ABOUT THIS TASK => From the records below, pull each line that has "Debug".

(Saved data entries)
★ ★ ★ ★ ★ ★ ★

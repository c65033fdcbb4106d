use serde::Serialize;

/// A player, canonical across all squads that mention them.
///
/// `pid` is the natural key from the fixture source. Biographical fields are
/// nullable because squad records frequently omit them.
#[derive(Debug, Clone, Serialize)]
pub struct Player {
    pub id: i64,
    pub pid: i64,
    pub title: String,
    pub short_name: Option<String>,
    pub first_name: Option<String>,
    pub last_name: Option<String>,
    pub middle_name: Option<String>,
    pub birthdate: Option<String>,
    pub birthplace: Option<String>,
    pub country: Option<String>,
    pub playing_role: Option<String>,
    pub batting_style: Option<String>,
    pub bowling_style: Option<String>,
    pub fielding_position: Option<String>,
    pub nationality: Option<String>,
    pub fantasy_rating: Option<f64>,
}

/// Insert payload for a player upsert.
#[derive(Debug, Clone)]
pub struct NewPlayer {
    pub pid: i64,
    pub title: String,
    pub short_name: Option<String>,
    pub first_name: Option<String>,
    pub last_name: Option<String>,
    pub middle_name: Option<String>,
    pub birthdate: Option<String>,
    pub birthplace: Option<String>,
    pub country: Option<String>,
    pub playing_role: Option<String>,
    pub batting_style: Option<String>,
    pub bowling_style: Option<String>,
    pub fielding_position: Option<String>,
    pub nationality: Option<String>,
    pub fantasy_rating: Option<f64>,
}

★ ★ ★ ★ ★ ★ ★

RESULT =>
#[derive(Debug, Clone, Serialize)]
#[derive(Debug, Clone)]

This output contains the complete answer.